Accepting the urgent need for anti-racist awareness, policy and activism- from the classroom to the street- I welcome the anti-racism that CRT promulgates and analyses, while criticising its over-emphasis on `white supremacy’- and its statistical misrepresentations.
Expected Outcomes
This paper is a contribution to a Europe wide debate about race and class exclusion from educational success and alienation from/ integration into school success, entry to higher education, and social cohesion and stability. It also relates to the political debate about whether a focus on anti-racism is enough, for anti-racists, or whether (as Marxists argue) the focus should also be on creating class unity, similar to the `Black and White, Unite and Fight’ anti National Front activism of the 1970s, which focussed also on class politics. The debate will continue. It is a debate among academics, equality activists and governments concerned about `social cohesion’. It is also a debate among political groups in the UK, and elsewhere, today.
The findings of this paper are that `white supremacy’ as a CRT form of explaining inequalities is not only not supported by statistics, but that in terms of theorising and deriving policy from theory, such a term is too blunt, ignores xeno-racism, and the racialisation of the poor white working class (as, for example, `chavs’- a perjorative term used to describe and vilify unskilled and poor sections of the white working class-) and downplays social class factors in educational and social alienation.
………… Introductory Extract ends
……… Concluding and Theoretical/ Political Conclusion begins….
Gillborn is concerned with press and publicity that highlights the underachievement of `poor whites’. If Gillborn wishes to look at statistics that are not drawn from Free School Meals data, data which rely on differential take-up by different ethnic groups) then the data to compare the academic performance levels of the White Working Class (the manual section of it, anyhow) with the Minority Ethnic Working Class (again, the manual section of the working class), then the figures are readily available. They are contained, though rarely highlighted, in Gillborn’s own earlier work, in Gillborn and Mirza, 2000 (to repeat, this is presented in Figure 20, below).
FIGURE 20: Educational attainment by class (manual and non-manual) and by ethnic group (White, Black, Indian, and Pakistani-Bangladeshi). From Gillborn and Mirza, 2000
This table below, Figure 21: GCSE attainment by social class and ethnic origin, England & Wales 1988-1997 (five or more higher grade (A* – C) passes) Manual Class only (Hill, 2009); below is the second key table in this paper. It does show that (in 1997) the White manual Working Class pupils did indeed outperform Black manual working class pupils at GCSE level. But it also shows that not only did the Indian manual working class pupils outperform Whites, but so did the (combined) Pakistani/Bangladeshi manual working class pupils.

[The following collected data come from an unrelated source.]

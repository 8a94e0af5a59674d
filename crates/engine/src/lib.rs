//! # Engine Crate
//!
//! Scoring and ranking over a read-only movie catalog.
//!
//! ## Components
//!
//! ### Similarity
//! Weighted average of genre overlap, director match, actor overlap,
//! rating closeness and year closeness. Drives "more like this".
//!
//! ### Preferences
//! A `PreferenceFilter` becomes a `FilterPipeline` of composable `Filter`s;
//! survivors are ranked by a rating-heavy composite.
//!
//! ### Trending
//! Rating, scaled sentiment and log review volume.
//!
//! ### Sentiment
//! Bucket counts and percentages, mean score, overall verdict, insights.
//!
//! ## Example Usage
//!
//! ```ignore
//! use catalog::Catalog;
//! use engine::{PreferenceFilter, RecommendationEngine};
//! use std::sync::Arc;
//!
//! let engine = RecommendationEngine::new(Arc::new(Catalog::reference()?));
//!
//! let seed = engine.get_movie(5).unwrap();
//! let similar = engine.recommend(seed, 6, 0.1);
//! let classics = engine.recommend_by_preferences(
//!     &PreferenceFilter::new().with_max_year(1995),
//!     6,
//! );
//! let trending = engine.trending(8)?;
//! let summary = engine.sentiment_summary(&trending)?;
//! ```

pub mod engine;
pub mod error;
pub mod filter_pipeline;
pub mod filters;
pub mod preferences;
pub mod sentiment;
pub mod similarity;
pub mod traits;
pub mod trending;
pub mod types;

// Re-export commonly used types
pub use engine::RecommendationEngine;
pub use error::{EngineError, Result};
pub use filter_pipeline::FilterPipeline;
pub use preferences::{PreferenceFilter, preference_score};
pub use sentiment::{
    BucketStat, Insights, OverallSentiment, SentimentBucket, SentimentSummary,
};
pub use similarity::similarity;
pub use traits::Filter;
pub use trending::trending_score;
pub use types::{DEFAULT_COUNT, DEFAULT_MIN_SIMILARITY, ScoredMovie};
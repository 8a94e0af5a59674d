//! Core traits for preference filtering.
//!
//! This module defines the Filter trait that allows composable,
//! extensible filters to be applied to a list of catalog movies.

use catalog::Movie;

/// Core trait for filtering movies.
///
/// All filters must implement this trait to be used in the FilterPipeline.
///
/// ## Design Note
/// - `Send + Sync` allows a pipeline to be shared across threads
/// - Filters take ownership of the `Vec` and return a filtered one, keeping
///   the relative order of the movies they keep
/// - Filtering is total: a filter can only remove movies, never fail
pub trait Filter: Send + Sync {
    /// Returns the name of this filter (for logging/debugging)
    fn name(&self) -> &str;

    /// Apply this filter to a set of movies.
    fn apply<'a>(&self, movies: Vec<&'a Movie>) -> Vec<&'a Movie>;
}
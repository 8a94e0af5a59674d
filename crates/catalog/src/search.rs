//! Free-text lookups over the catalog.
//!
//! Both lookups are case-insensitive substring matches and return borrowed
//! movies in catalog order.

use crate::types::{Catalog, Movie};

/// Autocomplete only kicks in after this many characters
const SUGGEST_MIN_QUERY_LEN: usize = 2;

/// Autocomplete list length
pub const MAX_SUGGESTIONS: usize = 8;

impl Catalog {
    /// Movies with at least one genre label containing `genre`.
    ///
    /// An empty `genre` matches every movie that has any genre at all.
    pub fn find_by_genre(&self, genre: &str) -> Vec<&Movie> {
        let needle = genre.to_lowercase();
        self.movies
            .iter()
            .filter(|movie| movie.has_genre_containing(&needle))
            .collect()
    }

    /// Movies whose title, director, any actor or any genre contains `query`.
    ///
    /// The query is used as given; an empty string matches everything.
    /// Callers that want "blank means no results" check for that themselves.
    pub fn search(&self, query: &str) -> Vec<&Movie> {
        let needle = query.to_lowercase();
        self.movies
            .iter()
            .filter(|movie| movie.matches_query(&needle))
            .collect()
    }

    /// Search-as-you-type suggestions: the first `MAX_SUGGESTIONS` search
    /// hits, or nothing while the query is a single character.
    pub fn suggest(&self, query: &str) -> Vec<&Movie> {
        if query.chars().count() < SUGGEST_MIN_QUERY_LEN {
            return Vec::new();
        }
        let mut hits = self.search(query);
        hits.truncate(MAX_SUGGESTIONS);
        hits
    }
}
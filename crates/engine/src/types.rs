//! Result types shared by the ranking operations.

use catalog::Movie;
use serde::Serialize;
use std::cmp::Ordering;

/// Default number of results for every ranking operation
pub const DEFAULT_COUNT: usize = 6;

/// Default similarity floor for `recommend`
pub const DEFAULT_MIN_SIMILARITY: f32 = 0.1;

/// A catalog movie paired with the score it was ranked by.
///
/// What the score means depends on the producer: similarity to a seed,
/// preference composite, or trending composite.
#[derive(Debug, Clone, Copy, Serialize)]
pub struct ScoredMovie<'a> {
    pub movie: &'a Movie,
    pub score: f32,
}

impl<'a> ScoredMovie<'a> {
    pub fn new(movie: &'a Movie, score: f32) -> Self {
        Self { movie, score }
    }
}

/// Sort descending by score, keep the first `count`.
///
/// `sort_by` is stable, so equal scores keep their catalog order.
pub(crate) fn rank_and_truncate(scored: &mut Vec<ScoredMovie<'_>>, count: usize) {
    scored.sort_by(|a, b| b.score.partial_cmp(&a.score).unwrap_or(Ordering::Equal));
    scored.truncate(count);
}

/// Drop the scores, keep the ranked movies
pub fn movies_only<'a>(scored: Vec<ScoredMovie<'a>>) -> Vec<&'a Movie> {
    scored.into_iter().map(|s| s.movie).collect()
}

#[cfg(test)]
mod tests {
    use super::*;
    use crate::test_support::movie;

    #[test]
    fn test_rank_is_stable_on_ties() {
        let (a, b, c, d) = (movie(1), movie(2), movie(3), movie(4));
        let mut scored = vec![
            ScoredMovie::new(&a, 0.5),
            ScoredMovie::new(&b, 0.9),
            ScoredMovie::new(&c, 0.5),
            ScoredMovie::new(&d, 0.5),
        ];

        rank_and_truncate(&mut scored, 3);

        let ids: Vec<u32> = scored.iter().map(|s| s.movie.id).collect();
        assert_eq!(ids, vec![2, 1, 3]);
    }

    #[test]
    fn test_truncate_larger_than_input() {
        let a = movie(1);
        let mut scored = vec![ScoredMovie::new(&a, 0.1)];
        rank_and_truncate(&mut scored, 10);
        assert_eq!(scored.len(), 1);
    }

    #[test]
    fn test_movies_only_keeps_order() {
        let (a, b) = (movie(1), movie(2));
        let ranked = movies_only(vec![ScoredMovie::new(&b, 0.9), ScoredMovie::new(&a, 0.1)]);
        assert_eq!(ranked[0].id, 2);
        assert_eq!(ranked[1].id, 1);
    }
}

This situation, of working class underachievement as well as underachievement by some minority ethnic groups, is reported by successive government reports and commentaries. For example the written commentary in the DES Report SFR 04/2007 National Curriculum Assessments, GCSE and Equivalent Attainment and Post-16 Attainment by Pupil Characteristics in England 2005/06(Revised) (Online at www.dcsf.gov.uk/rsgateway/DB/SFR/s000708/SFR04_2007v1.pdf)- the source actually for Gillborn’s various sets of statistics (e.g. Gillborn 2009a) states that this 2006 report:
…presents the latest statistics and research on black and minority ethnic pupils in the education system. It provides details on the BME school population (2006), attainment and progress in 2005 (compared to previous years…
Key findings include:
· 21% of the maintained primary school population and 17% of the secondary school population in 2006 belonged to a minority ethnic group.
· Gypsy/Roma, Traveller of Irish Heritage, Black, Pakistani and Bangladeshi pupils consistently have lower attainment levels than other ethnic groups across all the Key stages.

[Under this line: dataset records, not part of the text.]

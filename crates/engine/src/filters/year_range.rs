//! Filters bounding the release year.
//!
//! The lower and upper bound are separate filters so that either can be
//! used alone; both bounds are inclusive.

use crate::traits::Filter;
use catalog::Movie;

/// Keeps movies released in or after `min_year`
pub struct MinimumYearFilter {
    min_year: u16,
}

impl MinimumYearFilter {
    pub fn new(min_year: u16) -> Self {
        Self { min_year }
    }
}

impl Filter for MinimumYearFilter {
    fn name(&self) -> &str {
        "MinimumYearFilter"
    }

    fn apply<'a>(&self, movies: Vec<&'a Movie>) -> Vec<&'a Movie> {
        movies
            .into_iter()
            .filter(|movie| movie.year >= self.min_year)
            .collect()
    }
}

/// Keeps movies released in or before `max_year`
pub struct MaximumYearFilter {
    max_year: u16,
}

impl MaximumYearFilter {
    pub fn new(max_year: u16) -> Self {
        Self { max_year }
    }
}

impl Filter for MaximumYearFilter {
    fn name(&self) -> &str {
        "MaximumYearFilter"
    }

    fn apply<'a>(&self, movies: Vec<&'a Movie>) -> Vec<&'a Movie> {
        movies
            .into_iter()
            .filter(|movie| movie.year <= self.max_year)
            .collect()
    }
}
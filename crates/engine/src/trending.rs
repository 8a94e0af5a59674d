//! Trending ranking.
//!
//! Score = `0.5 * rating + 0.3 * (sentiment * 10) + 0.2 * ln(review_count)`.
//! Rating and scaled sentiment live on comparable 0-10 scales; the log keeps
//! review volume from swamping both.

use crate::error::{EngineError, Result};
use crate::types::{ScoredMovie, rank_and_truncate};
use catalog::{Catalog, Movie};
use rayon::prelude::*;
use tracing::{debug, instrument};

const RATING_WEIGHT: f32 = 0.5;
const SENTIMENT_WEIGHT: f32 = 0.3;
const SENTIMENT_SCALE: f32 = 10.0;
const REVIEW_WEIGHT: f32 = 0.2;

/// Trending composite for one movie.
///
/// Fails on a zero review count rather than ranking with `-inf`.
pub fn trending_score(movie: &Movie) -> Result<f32> {
    if movie.review_count == 0 {
        return Err(EngineError::InvalidReviewCount {
            movie_id: movie.id,
            review_count: movie.review_count,
        });
    }
    let reviews = (movie.review_count as f32).ln();
    Ok(RATING_WEIGHT * movie.rating
        + SENTIMENT_WEIGHT * (movie.sentiment_score * SENTIMENT_SCALE)
        + REVIEW_WEIGHT * reviews)
}

/// Rank the whole catalog by trending score and keep the top `count`.
#[instrument(skip(catalog))]
pub fn rank_trending(catalog: &Catalog, count: usize) -> Result<Vec<ScoredMovie<'_>>> {
    let mut scored = catalog
        .movies()
        .par_iter()
        .map(|movie| trending_score(movie).map(|score| ScoredMovie::new(movie, score)))
        .collect::<Result<Vec<_>>>()?;

    rank_and_truncate(&mut scored, count);
    debug!("Selected {} trending movies", scored.len());
    Ok(scored)
}

#[cfg(test)]
mod tests {
    use super::*;
    use crate::test_support::movie;

    #[test]
    fn test_trending_score_formula() {
        let mut m = movie(1);
        m.rating = 8.0;
        m.sentiment_score = 0.5;
        m.review_count = 1;
        // ln(1) = 0: 0.5 * 8 + 0.3 * 5
        assert!((trending_score(&m).unwrap() - 5.5).abs() < 1e-5);
    }

    #[test]
    fn test_zero_review_count_is_an_error() {
        let mut m = movie(9);
        m.review_count = 0;
        assert_eq!(
            trending_score(&m),
            Err(EngineError::InvalidReviewCount {
                movie_id: 9,
                review_count: 0
            })
        );
    }

    #[test]
    fn test_reference_trending_order() {
        let catalog = Catalog::reference().unwrap();
        let ranked = rank_trending(&catalog, 10).unwrap();

        let ids: Vec<u32> = ranked.iter().map(|s| s.movie.id).collect();
        assert_eq!(ids, vec![1, 3, 2, 6, 5, 4, 8, 7, 10, 9]);
    }

    #[test]
    fn test_review_volume_breaks_equal_quality() {
        let mut quiet = movie(1);
        quiet.review_count = 10;
        let mut loud = movie(2);
        loud.review_count = 10_000;
        let catalog = Catalog::from_movies(vec![quiet, loud]).unwrap();

        let ranked = rank_trending(&catalog, 1).unwrap();
        assert_eq!(ranked[0].movie.id, 2);
    }

    #[test]
    fn test_count_zero() {
        let catalog = Catalog::reference().unwrap();
        assert!(rank_trending(&catalog, 0).unwrap().is_empty());
    }
}
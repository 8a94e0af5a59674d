//! Error types for the recommendation engine.
//!
//! Only two operations can fail: aggregating sentiment over nothing, and
//! scoring a movie whose review count has no logarithm. Everything else in
//! the engine is total and reports "nothing found" as an empty list.

use catalog::MovieId;
use thiserror::Error;

#[derive(Error, Debug, Clone, PartialEq)]
pub enum EngineError {
    /// An aggregate was requested over an empty movie list
    #[error("{operation} requires at least one movie")]
    EmptyMovieList { operation: &'static str },

    /// Trending score needs `ln(review_count)`, undefined at zero
    #[error("Movie {movie_id} has review count {review_count}; trending needs at least one review")]
    InvalidReviewCount { movie_id: MovieId, review_count: u32 },
}

/// Convenience type alias for Results in this crate
pub type Result<T> = std::result::Result<T, EngineError>;
//! Filter to keep only movies by one of the requested directors.

use crate::traits::Filter;
use catalog::Movie;
use std::collections::HashSet;

/// Keeps movies whose director is in the set (exact match).
pub struct DirectorFilter {
    directors: HashSet<String>,
}

impl DirectorFilter {
    pub fn new<I, S>(directors: I) -> Self
    where
        I: IntoIterator<Item = S>,
        S: Into<String>,
    {
        Self {
            directors: directors.into_iter().map(Into::into).collect(),
        }
    }
}

impl Filter for DirectorFilter {
    fn name(&self) -> &str {
        "DirectorFilter"
    }

    fn apply<'a>(&self, movies: Vec<&'a Movie>) -> Vec<&'a Movie> {
        movies
            .into_iter()
            .filter(|movie| self.directors.contains(&movie.director))
            .collect()
    }
}
//! Pairwise movie similarity and similarity-based recommendations.
//!
//! ## Algorithm
//! Five sub-scores, each normalized to [0, 1], combined as a weighted
//! average over the factors that apply to the pair:
//!
//! | Factor           | Weight | Sub-score                                  |
//! |------------------|--------|--------------------------------------------|
//! | Genre overlap    | 0.40   | Jaccard over genre labels                  |
//! | Same director    | 0.25   | 1.0 on exact match                         |
//! | Actor overlap    | 0.20   | Jaccard over actor names                   |
//! | Rating closeness | 0.10   | `max(0, 1 - |Δrating| / 10)`               |
//! | Year closeness   | 0.05   | `max(0, 1 - |Δyear| / 50)`                 |
//!
//! Genre and actor overlap only apply when at least one of the two movies
//! has entries; director, rating and year always apply. The denominator is
//! therefore between 0.40 and 1.0.

use crate::types::{ScoredMovie, rank_and_truncate};
use catalog::{Catalog, Movie};
use rayon::prelude::*;
use std::collections::HashSet;
use tracing::{debug, instrument};

pub const GENRE_WEIGHT: f32 = 0.40;
pub const DIRECTOR_WEIGHT: f32 = 0.25;
pub const ACTOR_WEIGHT: f32 = 0.20;
pub const RATING_WEIGHT: f32 = 0.10;
pub const YEAR_WEIGHT: f32 = 0.05;

/// Rating gap at which closeness reaches zero
const RATING_SPAN: f32 = 10.0;

/// Release-year gap at which closeness reaches zero
const YEAR_SPAN: f32 = 50.0;

/// Similarity between two movies, in [0, 1].
///
/// Symmetric, and `similarity(m, m) == 1.0` for any movie.
pub fn similarity(a: &Movie, b: &Movie) -> f32 {
    let mut score = 0.0;
    let mut applicable = 0.0;

    if let Some(overlap) = jaccard(&a.genres, &b.genres) {
        score += overlap * GENRE_WEIGHT;
        applicable += GENRE_WEIGHT;
    }

    if a.director == b.director {
        score += DIRECTOR_WEIGHT;
    }
    applicable += DIRECTOR_WEIGHT;

    if let Some(overlap) = jaccard(&a.actors, &b.actors) {
        score += overlap * ACTOR_WEIGHT;
        applicable += ACTOR_WEIGHT;
    }

    score += rating_closeness(a.rating, b.rating) * RATING_WEIGHT;
    applicable += RATING_WEIGHT;

    score += year_closeness(a.year, b.year) * YEAR_WEIGHT;
    applicable += YEAR_WEIGHT;

    score / applicable
}

/// Rank the catalog by similarity to `seed`.
///
/// The seed itself (matched by id) is never returned. Candidates scoring
/// below `min_similarity` are dropped; the rest are sorted descending with
/// catalog order breaking ties, and the first `count` kept.
#[instrument(skip(catalog, seed), fields(seed_id = seed.id))]
pub fn rank_similar<'a>(
    catalog: &'a Catalog,
    seed: &Movie,
    count: usize,
    min_similarity: f32,
) -> Vec<ScoredMovie<'a>> {
    // rayon's collect keeps input order, which the stable sort relies on
    let mut scored: Vec<ScoredMovie<'a>> = catalog
        .movies()
        .par_iter()
        .filter(|candidate| candidate.id != seed.id)
        .map(|candidate| ScoredMovie::new(candidate, similarity(seed, candidate)))
        .filter(|scored| scored.score >= min_similarity)
        .collect();

    debug!(
        "{} candidates at or above similarity {}",
        scored.len(),
        min_similarity
    );

    rank_and_truncate(&mut scored, count);
    scored
}

/// |A ∩ B| / |A ∪ B| over the distinct labels, `None` when both are empty
fn jaccard(a: &[String], b: &[String]) -> Option<f32> {
    let a: HashSet<&str> = a.iter().map(String::as_str).collect();
    let b: HashSet<&str> = b.iter().map(String::as_str).collect();

    let union = a.union(&b).count();
    if union == 0 {
        return None;
    }
    let intersection = a.intersection(&b).count();
    Some(intersection as f32 / union as f32)
}

fn rating_closeness(a: f32, b: f32) -> f32 {
    (1.0 - (a - b).abs() / RATING_SPAN).max(0.0)
}

fn year_closeness(a: u16, b: u16) -> f32 {
    let gap = (i32::from(a) - i32::from(b)).abs() as f32;
    (1.0 - gap / YEAR_SPAN).max(0.0)
}

#[cfg(test)]
mod tests {
    use super::*;
    use crate::test_support::movie;

    fn labels(items: &[&str]) -> Vec<String> {
        items.iter().map(|s| s.to_string()).collect()
    }

    #[test]
    fn test_weights_sum_to_one() {
        let total = GENRE_WEIGHT + DIRECTOR_WEIGHT + ACTOR_WEIGHT + RATING_WEIGHT + YEAR_WEIGHT;
        assert!((total - 1.0).abs() < 1e-6);
    }

    #[test]
    fn test_self_similarity_is_one() {
        let catalog = Catalog::reference().unwrap();
        for m in catalog.movies() {
            assert_eq!(similarity(m, m), 1.0, "self-similarity of {}", m.title);
        }
    }

    #[test]
    fn test_self_similarity_without_genres_or_actors() {
        let mut m = movie(1);
        m.genres.clear();
        m.actors.clear();
        assert_eq!(similarity(&m, &m), 1.0);
    }

    #[test]
    fn test_symmetric_and_bounded() {
        let catalog = Catalog::reference().unwrap();
        for a in catalog.movies() {
            for b in catalog.movies() {
                let ab = similarity(a, b);
                assert_eq!(ab, similarity(b, a));
                assert!((0.0..=1.0).contains(&ab));
            }
        }
    }

    #[test]
    fn test_jaccard() {
        assert_eq!(jaccard(&labels(&["A", "B"]), &labels(&["B", "C"])), Some(1.0 / 3.0));
        assert_eq!(jaccard(&labels(&["A"]), &labels(&[])), Some(0.0));
        assert_eq!(jaccard(&[], &[]), None);
        // duplicates count once
        assert_eq!(jaccard(&labels(&["A", "A"]), &labels(&["A"])), Some(1.0));
    }

    #[test]
    fn test_closeness_clamps_at_zero() {
        assert_eq!(rating_closeness(9.0, 9.0), 1.0);
        assert!((rating_closeness(9.0, 4.0) - 0.5).abs() < 1e-6);
        assert_eq!(rating_closeness(0.0, 10.0), 0.0);

        assert!((year_closeness(2000, 1975) - 0.5).abs() < 1e-6);
        assert_eq!(year_closeness(1920, 2020), 0.0);
    }

    #[test]
    fn test_empty_lists_on_both_sides_renormalize() {
        // Same director, same rating, same year, nothing to compare on
        // genres or actors: every applicable factor is perfect
        let mut a = movie(1);
        a.genres.clear();
        a.actors.clear();
        let mut b = a.clone();
        b.id = 2;

        assert_eq!(similarity(&a, &b), 1.0);

        // Different director: 0.15 out of the 0.40 that applies
        b.director = "Someone Else".to_string();
        assert!((similarity(&a, &b) - 0.15 / 0.40).abs() < 1e-6);
    }

    #[test]
    fn test_one_sided_genres_still_count() {
        let mut a = movie(1);
        a.actors.clear();
        let mut b = a.clone();
        b.id = 2;
        b.genres.clear();

        // genre factor applies with overlap 0: (0.25 + 0.10 + 0.05) / 0.80
        assert!((similarity(&a, &b) - 0.40 / 0.80).abs() < 1e-6);
    }

    #[test]
    fn test_nolan_pair() {
        let catalog = Catalog::reference().unwrap();
        let dark_knight = catalog.get_movie(3).unwrap();
        let inception = catalog.get_movie(5).unwrap();

        // genres 1/5, same director, no shared actors,
        // rating gap 0.2, year gap 2
        let expected = 0.4 * 0.2 + 0.25 + 0.0 + 0.1 * 0.98 + 0.05 * 0.96;
        assert!((similarity(dark_knight, inception) - expected).abs() < 1e-5);
    }

    #[test]
    fn test_rank_similar_excludes_seed() {
        let catalog = Catalog::reference().unwrap();
        let seed = catalog.get_movie(5).unwrap();

        let ranked = rank_similar(&catalog, seed, 6, 0.1);

        assert_eq!(ranked.len(), 6);
        assert!(ranked.iter().all(|s| s.movie.id != seed.id));
        let top: Vec<u32> = ranked.iter().take(3).map(|s| s.movie.id).collect();
        assert_eq!(top, vec![3, 9, 7]);
        assert!(ranked.windows(2).all(|w| w[0].score >= w[1].score));
    }

    #[test]
    fn test_rank_similar_threshold() {
        let catalog = Catalog::reference().unwrap();
        let seed = catalog.get_movie(7).unwrap();

        // only Inception clears 0.4 for The Matrix
        let ranked = rank_similar(&catalog, seed, 6, 0.4);
        assert_eq!(ranked.len(), 1);
        assert_eq!(ranked[0].movie.title, "Inception");

        assert!(rank_similar(&catalog, seed, 6, 1.01).is_empty());
    }

    #[test]
    fn test_rank_similar_seed_outside_catalog() {
        let catalog = Catalog::reference().unwrap();
        let mut outsider = catalog.get_movie(1).unwrap().clone();
        outsider.id = 999;

        // the identical copy outranks everything, the original is not excluded
        let ranked = rank_similar(&catalog, &outsider, 3, 0.1);
        assert_eq!(ranked[0].movie.id, 1);
        assert_eq!(ranked[0].score, 1.0);
    }

    #[test]
    fn test_ties_keep_catalog_order() {
        let a = movie(1);
        let (mut b, mut c) = (movie(2), movie(3));
        b.title = "Twin B".to_string();
        c.title = "Twin C".to_string();
        let catalog = Catalog::from_movies(vec![c.clone(), b.clone(), a.clone()]).unwrap();

        let ranked = rank_similar(&catalog, &a, 6, 0.0);
        let ids: Vec<u32> = ranked.iter().map(|s| s.movie.id).collect();
        assert_eq!(ids, vec![3, 2]);
    }
}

· Indian, Chinese, Irish and White & Asian pupils consistently have higher levels of attainment than other ethnic groups across all Key Stages.
The 2007 reports that `Chinese, pupils of Mixed White and Asian heritage, Irish and Indian pupils consistently achieve above the national average across Key Stage 2, Key Stage 3 and Key Stage 4’. This echoes the 2006 report, Ethnicity and Education: The Evidence on Minority Ethnic Pupils aged 5-16 (DfES, 2006)
These figures are surprising for they show that, despite institutional and personal racism, the White population performs at around the same level as the population as a whole despite it being more middle class than almost all other ethnic groups (other than Indian and Chinese).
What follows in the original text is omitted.